Capturing nearly 350 years of the history of the American Jewish community in one volume is a considerable challenge. Hasia Diner, a distinguished historian, does a remarkable job of describing well-known events and developments and also presents some details about American Jewish life that are not often discussed.
The book is arranged into three parts covering the first century and a half, the century after 1820 and the last 80 years. Diner points to the ways that American society shaped the Jewish community but, at the same time, American Jews “actively fashioned their communities, both locally and nationally, according to their understanding of what their Jewish and American identities demanded of them…Negotiating between American and Jewish identities, they operated with a sense of empowerment.” Perhaps the clearest example of this complex dynamic was the structure of the synagogue in Newport, Rhode Island. From the outside, it was “an elegant public building that looked like most of the other public buildings in this bustling seaport.” But inside, it was “an exact copy, although smaller, of the interior of the great Spanish-Portuguese Synagogue in Amsterdam.…” So too, American Jews as a group conform externally but are distinctive.
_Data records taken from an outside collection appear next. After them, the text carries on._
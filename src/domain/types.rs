//! Shared domain enumerations aligned with persisted database enums.

use std::fmt;
use std::str::FromStr;

use serde::{Deserialize, Serialize};

use crate::domain::error::DomainError;

/// Lifecycle state of a render job (mirrors Postgres enum `render_job_status`).
#[derive(Debug, Clone, Copy, PartialEq, Eq, Hash, Serialize, Deserialize, sqlx::Type)]
#[serde(rename_all = "snake_case")]
#[sqlx(type_name = "render_job_status", rename_all = "snake_case")]
pub enum JobStatus {
    Queued,
    Claimed,
    Rendering,
    Rendered,
    Errored,
}

impl JobStatus {
    pub const ALL: [JobStatus; 5] = [
        JobStatus::Queued,
        JobStatus::Claimed,
        JobStatus::Rendering,
        JobStatus::Rendered,
        JobStatus::Errored,
    ];

    pub fn as_str(self) -> &'static str {
        match self {
            JobStatus::Queued => "queued",
            JobStatus::Claimed => "claimed",
            JobStatus::Rendering => "rendering",
            JobStatus::Rendered => "rendered",
            JobStatus::Errored => "errored",
        }
    }

    /// Targets reachable through an explicit status update.
    ///
    /// `queued -> claimed` is deliberately absent: it only happens through a claim.
    pub fn settable_targets(self) -> &'static [JobStatus] {
        match self {
            JobStatus::Claimed => &[JobStatus::Rendering],
            JobStatus::Rendering => &[JobStatus::Rendered, JobStatus::Errored],
            JobStatus::Queued | JobStatus::Rendered | JobStatus::Errored => &[],
        }
    }

    pub fn can_transition_to(self, target: JobStatus) -> bool {
        self.settable_targets().contains(&target)
    }

    pub fn ensure_transition(self, target: JobStatus) -> Result<(), DomainError> {
        if self.can_transition_to(target) {
            Ok(())
        } else {
            Err(DomainError::IllegalTransition {
                from: self,
                to: target,
            })
        }
    }

    /// Whether a job in this status holds a lease.
    pub fn is_leased(self) -> bool {
        matches!(self, JobStatus::Claimed | JobStatus::Rendering)
    }

    pub fn is_terminal(self) -> bool {
        matches!(self, JobStatus::Rendered | JobStatus::Errored)
    }
}

impl fmt::Display for JobStatus {
    fn fmt(&self, f: &mut fmt::Formatter<'_>) -> fmt::Result {
        f.write_str(self.as_str())
    }
}

impl FromStr for JobStatus {
    type Err = UnknownVariant;

    fn from_str(value: &str) -> Result<Self, Self::Err> {
        JobStatus::ALL
            .into_iter()
            .find(|status| status.as_str() == value)
            .ok_or_else(|| UnknownVariant::new("job status", value))
    }
}

/// Kind of leasable work (mirrors Postgres enum `render_job_kind`).
#[derive(Debug, Clone, Copy, Default, PartialEq, Eq, Hash, Serialize, Deserialize, sqlx::Type)]
#[serde(rename_all = "snake_case")]
#[sqlx(type_name = "render_job_kind", rename_all = "snake_case")]
pub enum JobKind {
    #[default]
    RenderPart,
}

impl JobKind {
    pub fn as_str(self) -> &'static str {
        match self {
            JobKind::RenderPart => "render_part",
        }
    }
}

impl fmt::Display for JobKind {
    fn fmt(&self, f: &mut fmt::Formatter<'_>) -> fmt::Result {
        f.write_str(self.as_str())
    }
}

impl FromStr for JobKind {
    type Err = UnknownVariant;

    fn from_str(value: &str) -> Result<Self, Self::Err> {
        match value {
            "render_part" => Ok(JobKind::RenderPart),
            other => Err(UnknownVariant::new("job kind", other)),
        }
    }
}

#[derive(Debug, Clone, PartialEq, Eq, thiserror::Error)]
#[error("unknown {what} `{value}`")]
pub struct UnknownVariant {
    what: &'static str,
    value: String,
}

impl UnknownVariant {
    fn new(what: &'static str, value: &str) -> Self {
        Self {
            what,
            value: value.to_string(),
        }
    }
}

#[cfg(test)]
mod tests {
    use super::*;

    #[test]
    fn only_documented_edges_are_settable() {
        let mut edges = Vec::new();
        for from in JobStatus::ALL {
            for to in JobStatus::ALL {
                if from.can_transition_to(to) {
                    edges.push((from, to));
                }
            }
        }

        assert_eq!(
            edges,
            vec![
                (JobStatus::Claimed, JobStatus::Rendering),
                (JobStatus::Rendering, JobStatus::Rendered),
                (JobStatus::Rendering, JobStatus::Errored),
            ]
        );
    }

    #[test]
    fn lease_is_held_only_while_claimed_or_rendering() {
        let leased: Vec<_> = JobStatus::ALL
            .into_iter()
            .filter(|status| status.is_leased())
            .collect();
        assert_eq!(leased, vec![JobStatus::Claimed, JobStatus::Rendering]);
    }

    #[test]
    fn status_parses_from_wire_names() {
        assert_eq!("rendering".parse::<JobStatus>(), Ok(JobStatus::Rendering));
        assert!("Rendering".parse::<JobStatus>().is_err());
        assert_eq!("render_part".parse::<JobKind>(), Ok(JobKind::RenderPart));
    }
}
The book captures superbly the complex process of negotiating between tradition and the economic, cultural and social opportunities and constraints of American society and culture. It has, however, one significant flaw: a number of errors. In several instances, incorrect names, affiliations or locations are given: Rabbi Joseph, not Joshua, Lookstein was a well-known rabbi on Manhattan’s East Side; Rabbi Leo Jung was the rabbi of the Jewish Center, not Kehillat Jeshurun; Cleveland Heights and University Heights, not Shaker Heights, were the major Jewish communities in Cleveland in the 1950’s; Hatzala is an Orthodox, not a Lubavitch, rescue organization; and Montefiore cemetery is in Queens, not Brooklyn.
Despite these errors, the book provides an excellent overview of the evolution of the Jewish community in America, drawing on recent primary scholarship and theoretical perspectives on immigration and ethnicity. Diner is to be commended for giving the student, the novice scholar and the lay reader an excellent discussion of the evolution of the Jewish community: its political, social and religious development and many of the challenges it faces at the present time.